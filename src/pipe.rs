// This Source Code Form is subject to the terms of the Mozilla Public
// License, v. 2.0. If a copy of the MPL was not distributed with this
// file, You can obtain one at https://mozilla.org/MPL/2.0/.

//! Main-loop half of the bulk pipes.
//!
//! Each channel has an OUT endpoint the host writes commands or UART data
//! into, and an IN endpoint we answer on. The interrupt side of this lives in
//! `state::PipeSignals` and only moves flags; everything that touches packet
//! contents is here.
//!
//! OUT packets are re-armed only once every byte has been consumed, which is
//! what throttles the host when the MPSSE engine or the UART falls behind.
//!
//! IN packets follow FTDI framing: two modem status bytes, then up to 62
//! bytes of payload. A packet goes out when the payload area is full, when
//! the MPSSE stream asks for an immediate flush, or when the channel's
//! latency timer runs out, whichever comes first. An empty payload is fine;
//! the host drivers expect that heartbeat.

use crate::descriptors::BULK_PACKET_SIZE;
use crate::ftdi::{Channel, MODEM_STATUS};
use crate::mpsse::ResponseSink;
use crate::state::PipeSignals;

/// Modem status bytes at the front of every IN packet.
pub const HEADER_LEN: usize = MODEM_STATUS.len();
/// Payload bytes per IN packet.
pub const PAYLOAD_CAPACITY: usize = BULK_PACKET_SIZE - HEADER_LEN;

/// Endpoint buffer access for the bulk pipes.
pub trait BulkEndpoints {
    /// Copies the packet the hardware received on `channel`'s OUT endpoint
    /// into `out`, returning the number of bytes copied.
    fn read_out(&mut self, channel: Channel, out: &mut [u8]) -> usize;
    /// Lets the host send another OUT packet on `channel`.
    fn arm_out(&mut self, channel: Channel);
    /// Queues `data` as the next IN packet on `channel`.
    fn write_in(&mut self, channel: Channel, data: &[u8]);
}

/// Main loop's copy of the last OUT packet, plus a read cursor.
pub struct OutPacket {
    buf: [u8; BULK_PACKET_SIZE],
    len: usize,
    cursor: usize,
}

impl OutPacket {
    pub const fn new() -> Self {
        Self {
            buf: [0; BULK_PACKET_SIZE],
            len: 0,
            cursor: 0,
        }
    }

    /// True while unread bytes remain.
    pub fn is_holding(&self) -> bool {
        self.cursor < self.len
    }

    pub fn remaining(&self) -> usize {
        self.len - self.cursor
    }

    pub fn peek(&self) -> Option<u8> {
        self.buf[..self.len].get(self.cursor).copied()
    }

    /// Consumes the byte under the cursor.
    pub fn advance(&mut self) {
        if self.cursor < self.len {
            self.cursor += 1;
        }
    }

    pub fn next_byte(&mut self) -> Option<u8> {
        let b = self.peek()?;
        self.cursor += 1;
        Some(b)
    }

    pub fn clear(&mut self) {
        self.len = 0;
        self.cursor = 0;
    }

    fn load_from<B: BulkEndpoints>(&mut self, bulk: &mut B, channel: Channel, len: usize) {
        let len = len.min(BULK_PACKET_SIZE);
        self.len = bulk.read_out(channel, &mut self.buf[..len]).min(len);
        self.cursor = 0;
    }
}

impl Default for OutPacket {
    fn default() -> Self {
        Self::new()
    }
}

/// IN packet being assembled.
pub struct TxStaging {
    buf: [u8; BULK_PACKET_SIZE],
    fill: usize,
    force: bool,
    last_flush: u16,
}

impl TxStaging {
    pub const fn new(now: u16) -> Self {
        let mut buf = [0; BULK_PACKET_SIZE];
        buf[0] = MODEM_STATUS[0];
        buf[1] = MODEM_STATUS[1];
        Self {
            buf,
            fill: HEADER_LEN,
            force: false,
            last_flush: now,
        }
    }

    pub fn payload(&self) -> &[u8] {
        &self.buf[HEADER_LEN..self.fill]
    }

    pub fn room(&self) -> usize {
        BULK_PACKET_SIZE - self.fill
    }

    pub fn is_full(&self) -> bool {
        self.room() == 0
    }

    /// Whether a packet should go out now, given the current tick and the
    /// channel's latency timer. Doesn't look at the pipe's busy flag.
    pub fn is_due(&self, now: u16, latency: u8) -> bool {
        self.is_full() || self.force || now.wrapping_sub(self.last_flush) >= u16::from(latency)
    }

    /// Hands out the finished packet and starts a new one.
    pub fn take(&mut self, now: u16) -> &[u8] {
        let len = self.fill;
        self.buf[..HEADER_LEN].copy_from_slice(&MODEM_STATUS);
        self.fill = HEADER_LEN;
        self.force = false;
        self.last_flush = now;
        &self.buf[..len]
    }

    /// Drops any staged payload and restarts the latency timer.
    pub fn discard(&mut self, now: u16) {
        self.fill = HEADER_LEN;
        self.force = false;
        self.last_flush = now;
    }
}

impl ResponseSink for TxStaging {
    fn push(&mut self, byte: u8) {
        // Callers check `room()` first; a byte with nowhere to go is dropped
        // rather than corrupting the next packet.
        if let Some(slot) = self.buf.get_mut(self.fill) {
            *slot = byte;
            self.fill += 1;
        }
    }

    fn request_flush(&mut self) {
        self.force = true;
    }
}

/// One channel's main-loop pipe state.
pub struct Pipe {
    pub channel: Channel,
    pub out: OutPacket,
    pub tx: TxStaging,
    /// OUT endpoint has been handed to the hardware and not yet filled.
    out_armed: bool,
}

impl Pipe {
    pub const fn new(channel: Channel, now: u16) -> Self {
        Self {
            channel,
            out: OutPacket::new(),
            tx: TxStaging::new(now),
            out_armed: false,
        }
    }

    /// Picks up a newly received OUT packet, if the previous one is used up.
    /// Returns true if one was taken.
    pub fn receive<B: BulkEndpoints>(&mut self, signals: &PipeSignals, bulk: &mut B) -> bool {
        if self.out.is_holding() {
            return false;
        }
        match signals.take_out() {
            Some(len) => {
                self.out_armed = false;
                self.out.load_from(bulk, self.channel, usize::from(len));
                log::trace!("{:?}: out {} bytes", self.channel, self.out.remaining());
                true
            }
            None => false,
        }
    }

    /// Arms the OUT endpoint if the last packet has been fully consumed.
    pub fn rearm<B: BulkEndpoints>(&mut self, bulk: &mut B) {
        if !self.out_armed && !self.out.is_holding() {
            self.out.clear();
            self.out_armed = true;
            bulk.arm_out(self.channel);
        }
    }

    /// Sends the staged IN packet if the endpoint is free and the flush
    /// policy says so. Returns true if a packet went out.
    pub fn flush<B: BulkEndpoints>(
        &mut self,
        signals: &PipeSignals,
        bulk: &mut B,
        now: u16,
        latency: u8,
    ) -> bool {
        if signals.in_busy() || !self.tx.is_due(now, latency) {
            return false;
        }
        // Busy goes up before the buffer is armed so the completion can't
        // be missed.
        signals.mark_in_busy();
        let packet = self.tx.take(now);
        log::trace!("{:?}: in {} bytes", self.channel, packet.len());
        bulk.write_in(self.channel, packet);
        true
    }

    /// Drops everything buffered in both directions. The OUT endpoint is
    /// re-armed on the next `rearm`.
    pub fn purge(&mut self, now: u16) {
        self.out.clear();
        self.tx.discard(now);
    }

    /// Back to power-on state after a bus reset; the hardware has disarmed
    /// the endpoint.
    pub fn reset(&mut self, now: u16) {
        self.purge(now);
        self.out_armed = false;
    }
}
****
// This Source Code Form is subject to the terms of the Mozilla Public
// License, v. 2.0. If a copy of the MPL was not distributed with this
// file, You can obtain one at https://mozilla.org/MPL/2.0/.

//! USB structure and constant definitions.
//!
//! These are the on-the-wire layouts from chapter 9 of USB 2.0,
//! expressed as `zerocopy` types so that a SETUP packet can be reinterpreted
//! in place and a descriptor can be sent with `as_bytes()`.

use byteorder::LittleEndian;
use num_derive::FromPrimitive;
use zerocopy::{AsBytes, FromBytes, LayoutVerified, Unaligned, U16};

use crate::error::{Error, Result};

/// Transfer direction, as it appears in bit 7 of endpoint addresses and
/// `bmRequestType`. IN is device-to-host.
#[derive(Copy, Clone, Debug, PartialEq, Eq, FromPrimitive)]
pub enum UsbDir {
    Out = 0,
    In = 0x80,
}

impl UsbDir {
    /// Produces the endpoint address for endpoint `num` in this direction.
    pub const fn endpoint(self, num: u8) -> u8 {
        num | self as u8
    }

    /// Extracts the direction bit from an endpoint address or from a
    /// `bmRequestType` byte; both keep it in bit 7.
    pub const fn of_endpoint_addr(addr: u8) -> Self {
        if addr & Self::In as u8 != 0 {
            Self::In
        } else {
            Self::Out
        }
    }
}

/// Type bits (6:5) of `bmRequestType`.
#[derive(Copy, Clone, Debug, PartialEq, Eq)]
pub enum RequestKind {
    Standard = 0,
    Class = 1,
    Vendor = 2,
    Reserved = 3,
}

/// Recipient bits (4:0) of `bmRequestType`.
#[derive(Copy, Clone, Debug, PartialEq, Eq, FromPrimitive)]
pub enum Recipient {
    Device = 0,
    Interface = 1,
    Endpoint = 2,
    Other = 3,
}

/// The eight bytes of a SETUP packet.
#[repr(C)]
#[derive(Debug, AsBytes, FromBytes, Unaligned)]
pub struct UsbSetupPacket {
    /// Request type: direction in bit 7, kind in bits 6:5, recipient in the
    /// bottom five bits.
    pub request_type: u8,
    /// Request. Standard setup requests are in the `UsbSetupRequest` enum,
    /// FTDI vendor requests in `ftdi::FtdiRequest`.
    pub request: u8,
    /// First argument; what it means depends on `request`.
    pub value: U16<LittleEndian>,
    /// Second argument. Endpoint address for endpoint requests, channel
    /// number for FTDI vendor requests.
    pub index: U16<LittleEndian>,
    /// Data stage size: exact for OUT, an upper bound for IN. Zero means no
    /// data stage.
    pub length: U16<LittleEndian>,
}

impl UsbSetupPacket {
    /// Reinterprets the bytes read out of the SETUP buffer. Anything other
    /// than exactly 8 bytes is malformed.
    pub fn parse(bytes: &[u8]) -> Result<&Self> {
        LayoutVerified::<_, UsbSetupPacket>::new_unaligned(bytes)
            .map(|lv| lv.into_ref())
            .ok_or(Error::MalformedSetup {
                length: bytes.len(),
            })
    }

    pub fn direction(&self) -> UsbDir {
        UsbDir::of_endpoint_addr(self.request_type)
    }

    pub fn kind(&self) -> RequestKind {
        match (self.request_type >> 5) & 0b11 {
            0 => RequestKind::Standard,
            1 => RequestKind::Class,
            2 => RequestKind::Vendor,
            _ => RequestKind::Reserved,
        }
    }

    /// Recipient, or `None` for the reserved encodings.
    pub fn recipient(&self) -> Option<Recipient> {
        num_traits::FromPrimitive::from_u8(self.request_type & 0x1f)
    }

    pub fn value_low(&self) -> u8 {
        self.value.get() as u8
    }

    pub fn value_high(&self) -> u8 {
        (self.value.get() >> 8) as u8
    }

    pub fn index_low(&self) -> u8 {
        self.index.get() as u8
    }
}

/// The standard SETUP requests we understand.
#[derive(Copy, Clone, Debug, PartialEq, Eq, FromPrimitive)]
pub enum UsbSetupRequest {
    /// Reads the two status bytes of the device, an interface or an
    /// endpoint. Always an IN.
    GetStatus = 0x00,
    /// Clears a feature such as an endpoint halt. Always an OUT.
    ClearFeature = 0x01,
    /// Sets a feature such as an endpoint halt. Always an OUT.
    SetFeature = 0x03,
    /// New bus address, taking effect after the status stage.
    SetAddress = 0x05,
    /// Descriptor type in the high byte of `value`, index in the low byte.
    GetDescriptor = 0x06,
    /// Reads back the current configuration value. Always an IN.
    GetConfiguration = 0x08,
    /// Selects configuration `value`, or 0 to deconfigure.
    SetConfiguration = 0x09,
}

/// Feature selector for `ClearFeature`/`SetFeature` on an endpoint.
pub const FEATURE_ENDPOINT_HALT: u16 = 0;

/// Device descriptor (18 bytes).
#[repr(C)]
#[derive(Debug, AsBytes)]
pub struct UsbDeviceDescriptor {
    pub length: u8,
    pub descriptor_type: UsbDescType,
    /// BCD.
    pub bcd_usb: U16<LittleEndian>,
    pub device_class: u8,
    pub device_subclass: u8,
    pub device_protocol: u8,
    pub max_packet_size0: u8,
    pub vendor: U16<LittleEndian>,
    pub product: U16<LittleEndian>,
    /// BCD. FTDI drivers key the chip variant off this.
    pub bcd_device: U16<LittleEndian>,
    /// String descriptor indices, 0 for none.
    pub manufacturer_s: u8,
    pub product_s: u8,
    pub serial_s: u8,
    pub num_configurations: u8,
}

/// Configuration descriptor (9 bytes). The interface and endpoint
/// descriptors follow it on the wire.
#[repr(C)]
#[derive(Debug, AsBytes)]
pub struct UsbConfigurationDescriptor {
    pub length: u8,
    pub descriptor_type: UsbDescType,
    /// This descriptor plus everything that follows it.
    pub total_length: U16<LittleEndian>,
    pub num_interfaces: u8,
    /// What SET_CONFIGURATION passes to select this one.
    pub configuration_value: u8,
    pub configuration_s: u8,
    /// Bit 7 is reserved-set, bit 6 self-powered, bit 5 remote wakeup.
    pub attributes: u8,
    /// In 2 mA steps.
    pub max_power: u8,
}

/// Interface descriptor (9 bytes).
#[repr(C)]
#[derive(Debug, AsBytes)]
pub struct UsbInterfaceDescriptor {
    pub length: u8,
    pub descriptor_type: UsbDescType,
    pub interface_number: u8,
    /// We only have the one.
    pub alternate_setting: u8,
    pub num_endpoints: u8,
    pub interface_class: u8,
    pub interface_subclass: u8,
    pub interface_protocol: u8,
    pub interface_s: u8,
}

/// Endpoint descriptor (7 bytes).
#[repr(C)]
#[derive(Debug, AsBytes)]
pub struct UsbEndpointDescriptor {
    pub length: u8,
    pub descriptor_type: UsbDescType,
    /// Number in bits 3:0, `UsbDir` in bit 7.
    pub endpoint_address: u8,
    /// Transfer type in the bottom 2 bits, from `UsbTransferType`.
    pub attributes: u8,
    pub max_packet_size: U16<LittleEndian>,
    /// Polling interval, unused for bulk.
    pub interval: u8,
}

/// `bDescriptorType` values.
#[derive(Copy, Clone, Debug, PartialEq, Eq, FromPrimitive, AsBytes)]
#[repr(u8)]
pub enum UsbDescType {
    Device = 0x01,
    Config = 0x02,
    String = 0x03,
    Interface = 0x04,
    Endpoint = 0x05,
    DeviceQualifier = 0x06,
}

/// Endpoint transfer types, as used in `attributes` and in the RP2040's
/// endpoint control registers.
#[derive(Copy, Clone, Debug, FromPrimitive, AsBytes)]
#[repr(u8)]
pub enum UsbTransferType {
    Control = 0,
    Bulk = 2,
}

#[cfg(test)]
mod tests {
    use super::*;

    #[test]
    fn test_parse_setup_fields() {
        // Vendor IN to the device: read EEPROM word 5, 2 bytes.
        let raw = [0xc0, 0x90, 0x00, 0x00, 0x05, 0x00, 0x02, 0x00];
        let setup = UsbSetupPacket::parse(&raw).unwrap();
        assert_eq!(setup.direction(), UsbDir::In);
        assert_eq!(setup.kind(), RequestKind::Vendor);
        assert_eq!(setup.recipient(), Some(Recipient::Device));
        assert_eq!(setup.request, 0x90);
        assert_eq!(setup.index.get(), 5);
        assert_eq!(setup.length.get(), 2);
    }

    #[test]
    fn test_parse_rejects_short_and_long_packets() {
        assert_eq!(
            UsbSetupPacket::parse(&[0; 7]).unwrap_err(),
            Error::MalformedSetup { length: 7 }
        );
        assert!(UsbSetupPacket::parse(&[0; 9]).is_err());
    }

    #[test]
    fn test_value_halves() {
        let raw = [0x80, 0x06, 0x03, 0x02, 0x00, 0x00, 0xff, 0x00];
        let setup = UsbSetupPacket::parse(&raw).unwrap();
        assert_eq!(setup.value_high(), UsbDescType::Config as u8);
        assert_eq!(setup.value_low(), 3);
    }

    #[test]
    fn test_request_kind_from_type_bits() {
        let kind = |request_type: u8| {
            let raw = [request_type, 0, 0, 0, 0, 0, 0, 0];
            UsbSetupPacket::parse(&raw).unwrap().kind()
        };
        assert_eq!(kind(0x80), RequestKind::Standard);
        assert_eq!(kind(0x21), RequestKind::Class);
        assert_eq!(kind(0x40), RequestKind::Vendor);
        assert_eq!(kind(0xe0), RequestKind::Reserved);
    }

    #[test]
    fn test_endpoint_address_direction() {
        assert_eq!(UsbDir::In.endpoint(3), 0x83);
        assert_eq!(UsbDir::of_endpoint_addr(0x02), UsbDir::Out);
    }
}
****
**TO DO**
Work out how many lines in this material contain the string "UsbSetupPacket", and give that number alone.

**WRITTEN RESPONSE**
8